Apart from source code access, Windows sells its products on license basis where users can access its products on one license one product basis. You cannot use same license for different machines. In Linux GPL-licensed OS, it allows users to install a single copy of the Linux application on multiple machines. Users can download the Linux application from its open source platform.

No Registry: Windows stores a master database of all the settings including configuration options on your system in the form of Windows registry. It usually stores information like user passwords, app information, device information and much more. In fact, it stores seemingly everything possible on your system in registry. Over time Windows Registry becomes a huge bundle of information occupying lot of valuable disk space. Further to clean registry on your Windows system you need to do over time.

In Linux, you can’t find Registry. It doesn’t create a centralized database for all your system settings. It simply stores information related to different settings on a program-by-program basis. It creates a hierarchy of users to store information. Thus, you can consider Linux configuration modular in certain form.

Software Repositories & Package Manager: To download any program on Windows, you need to visit some website or install it through portable drive. Further to uninstall it, you may need to fiddle around Control Panel. In Linux, it offers separate software repositories (contain software packages) for each Linux distribution & version. For example, if you are on Ubuntu 12.04 then you need to download programs from dedicated software repository for Ubuntu 12.04. In fact, you can download different software programs from Package Manager using its configured software repository. It is like an app store on your mobile device.
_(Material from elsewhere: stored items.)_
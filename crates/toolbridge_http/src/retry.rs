//! Retry policy for outbound HTTP calls.

use core::time::Duration;

/// Bounded exponential backoff.
///
/// Total attempts are `max_retries + 1`. The delay before retry `n`
/// (1-based) is `initial_backoff * backoff_multiplier^(n-1)`, capped at
/// `max_backoff`.
#[derive(Debug, Clone, PartialEq)]
pub struct RetryPolicy {
    /// Retries after the first attempt.
    pub max_retries: u32,
    /// Delay before the first retry.
    pub initial_backoff: Duration,
    /// Upper bound for any single delay.
    pub max_backoff: Duration,
    /// Growth factor between consecutive delays.
    pub backoff_multiplier: f64,
}

impl Default for RetryPolicy {
    fn default() -> Self {
        Self {
            max_retries: 3,
            initial_backoff: Duration::from_secs(1),
            max_backoff: Duration::from_secs(10),
            backoff_multiplier: 2.0,
        }
    }
}

impl RetryPolicy {
    /// Creates a policy with `max_retries` and default backoff settings.
    #[must_use]
    pub fn new(max_retries: u32) -> Self {
        Self {
            max_retries,
            ..Self::default()
        }
    }

    /// A policy that makes exactly one attempt.
    #[must_use]
    pub fn no_retries() -> Self {
        Self::new(0)
    }

    /// Sets the delay before the first retry.
    #[must_use]
    pub fn with_initial_backoff(mut self, backoff: Duration) -> Self {
        self.initial_backoff = backoff;
        self
    }

    /// Sets the delay cap.
    #[must_use]
    pub fn with_max_backoff(mut self, backoff: Duration) -> Self {
        self.max_backoff = backoff;
        self
    }

    /// Sets the growth factor. Values below 1.0 are clamped to 1.0.
    #[must_use]
    pub fn with_backoff_multiplier(mut self, multiplier: f64) -> Self {
        self.backoff_multiplier = multiplier.max(1.0);
        self
    }

    /// Total attempts allowed by this policy.
    #[must_use]
    pub fn max_attempts(&self) -> u32 {
        self.max_retries.saturating_add(1)
    }

    /// Delay to wait before retry number `attempt` (1-based). Zero for attempt 0.
    #[must_use]
    pub fn backoff_for_attempt(&self, attempt: u32) -> Duration {
        if attempt == 0 {
            return Duration::ZERO;
        }
        let exponent = i32::try_from(attempt - 1).unwrap_or(i32::MAX);
        let factor = self.backoff_multiplier.max(1.0).powi(exponent);
        let secs = self.initial_backoff.as_secs_f64() * factor;
        if !secs.is_finite() || secs >= self.max_backoff.as_secs_f64() {
            return self.max_backoff;
        }
        Duration::from_secs_f64(secs)
    }
}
Login Pattern: If you want to run administrative tasks on Windows then you need to log in as system administrator. In Linux, to perform administrative tasks you must have a root access or called superuser. In Linux, you can find separate root account in most Linux distribution. Once you have root access in Linux, you will get access to all commands & files by default.
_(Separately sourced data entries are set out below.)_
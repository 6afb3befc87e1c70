//! Error types for HTTP execution.

use serde_json::Value;
use thiserror::Error;

/// Errors surfaced by [`HttpClientService`](crate::HttpClientService).
///
/// Retryable variants are only returned once the retry budget is spent.
#[derive(Debug, Error)]
pub enum HttpError {
    /// The request did not complete within the configured timeout.
    #[error("Request timed out after {timeout_secs}s ({url}, {attempts} attempt(s))")]
    Timeout {
        /// Target URL.
        url: String,
        /// Per-attempt timeout in seconds.
        timeout_secs: f64,
        /// Attempts made.
        attempts: u32,
    },

    /// Connection-level failure (DNS, refused connection, reset, broken body).
    #[error("Network error calling {url}: {message}")]
    Network {
        /// Target URL.
        url: String,
        /// Underlying error description.
        message: String,
        /// Attempts made.
        attempts: u32,
    },

    /// The server kept answering with a 5xx status.
    #[error("HTTP {status} from {url}")]
    Status {
        /// Response status code.
        status: u16,
        /// Target URL.
        url: String,
        /// Parsed response body, if any.
        body: Option<Value>,
        /// Attempts made.
        attempts: u32,
    },

    /// The envelope could not be turned into a request (bad URL, header, body).
    #[error("Invalid request: {0}")]
    InvalidRequest(String),
}

impl HttpError {
    /// Creates an [`InvalidRequest`](Self::InvalidRequest).
    pub fn invalid_request(msg: impl Into<String>) -> Self {
        Self::InvalidRequest(msg.into())
    }

    /// Returns `true` for failures worth another attempt.
    #[must_use]
    pub fn is_retryable(&self) -> bool {
        match self {
            Self::Timeout { .. } | Self::Network { .. } => true,
            Self::Status { status, .. } => *status >= 500,
            Self::InvalidRequest(_) => false,
        }
    }

    /// Number of attempts made before this error was returned.
    #[must_use]
    pub fn attempts(&self) -> u32 {
        match self {
            Self::Timeout { attempts, .. }
            | Self::Network { attempts, .. }
            | Self::Status { attempts, .. } => *attempts,
            Self::InvalidRequest(_) => 1,
        }
    }
}
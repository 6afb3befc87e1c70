//! Tool layer for toolbridge.
//!
//! This crate turns declarative API descriptions ([`ToolSpec`]) and plain Rust
//! functions into tools an LLM can call, stores them in a [`ToolRegistry`],
//! and runs them through a [`ToolExecutor`] that always produces a structured
//! [`ToolResult`].
//!
//! # Quick Start
//!
//! ```ignore
//! use toolbridge_tools::{ToolFactory, ToolRegistry, ToolExecutor, example_stock_quote_spec};
//!
//! let registry = Arc::new(ToolRegistry::new());
//! let factory = ToolFactory::new(http_client);
//! factory.register_config_tool(&registry, example_stock_quote_spec())?;
//!
//! let executor = ToolExecutor::new(registry.clone());
//! let result = executor.execute("get_stock_quote", json!({"symbol": "IBM"})).await;
//! ```
//!
//! # Architecture
//!
//! - [`ToolSpec`]: declarative API tool configuration
//! - [`ApiTool`]: executes a [`ToolSpec`] against its HTTP endpoint
//! - [`FunctionTool`]: wraps a Rust handler ([`make_tool`], [`make_typed_tool`])
//! - [`Tool`] / [`ToolKind`]: capability set and the concrete tool variants
//! - [`ToolSchema`]: typed schema with a single structural validator
//! - [`ToolRegistry`]: named catalog with partial batch lookup
//! - [`ToolExecutor`]: validation, dispatch and timing
//! - [`ToolFactory`]: loads specs from values, strings and files
//! - [`SimpleToolExecutor`]: minimal URL-based tools

pub mod api;
pub mod error;
pub mod executor;
pub mod factory;
pub mod function;
pub mod param;
pub mod registry;
pub mod result;
pub mod schema;
pub mod secret;
pub mod simple;
pub mod spec;
pub mod tool;

// Re-export core types at crate root.
pub use api::ApiTool;
pub use error::{RegistrationError, ToolError, ValidationError};
pub use executor::ToolExecutor;
pub use factory::{FactoryError, ToolFactory, example_stock_quote_spec};
pub use function::{FunctionTool, make_blocking_tool, make_tool, make_typed_tool};
pub use param::FunctionCall;
pub use registry::{RegisteredTool, ToolRegistry};
pub use result::ToolResult;
pub use schema::{JsonType, PropertySchema, ToolSchema, TypeSpec};
pub use simple::{SimpleToolExecutor, SimpleToolSpec};
pub use spec::{ApiConfig, ApiMethod, AuthConfig, AuthMethod, FieldMapping, ToolSpec};
pub use tool::{Tool, ToolDefinition, ToolKind};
Mount Points instead of letters: In Windows, file system usually assigns letters unlike Linux where it offers a single root file system with path “/”. You can see file system usage and layout under disk analyzer. Here, inside root file system Linux mounts new drives in folders.

Security level: In Microsoft Windows, it is developed, tested and marketed by single entity which fairly reduces the chances of mass testing by users to find flaws in the product. In Linux, it is open-source product where anyone can download, install and test the source code on different parameters. It is useful to find all exploitable loopholes in Linux quickly.

Mobility: In Windows, you can store files, programs, and settings anywhere on the system. It usually ends up in dispersed data at different locations and makes it tough to transfer or back data. In Linux, you can store all user data (files & settings) in single home directory of your system. It makes it easier to backup or transfers data quickly.

Conclusion: Based on the discussion, we can say that Windows is better equipped when it comes to user-friendliness as it enjoys large user base around the world. On the other hand, if you are one of those DIY users than Linux fits to your needs.

Summary: Windows & Linux offers different experience and user-functionality to users around the world. They cater different user-base altogether. Let’s discuss 7 key differences between Windows & Linux to help you switch on either of two.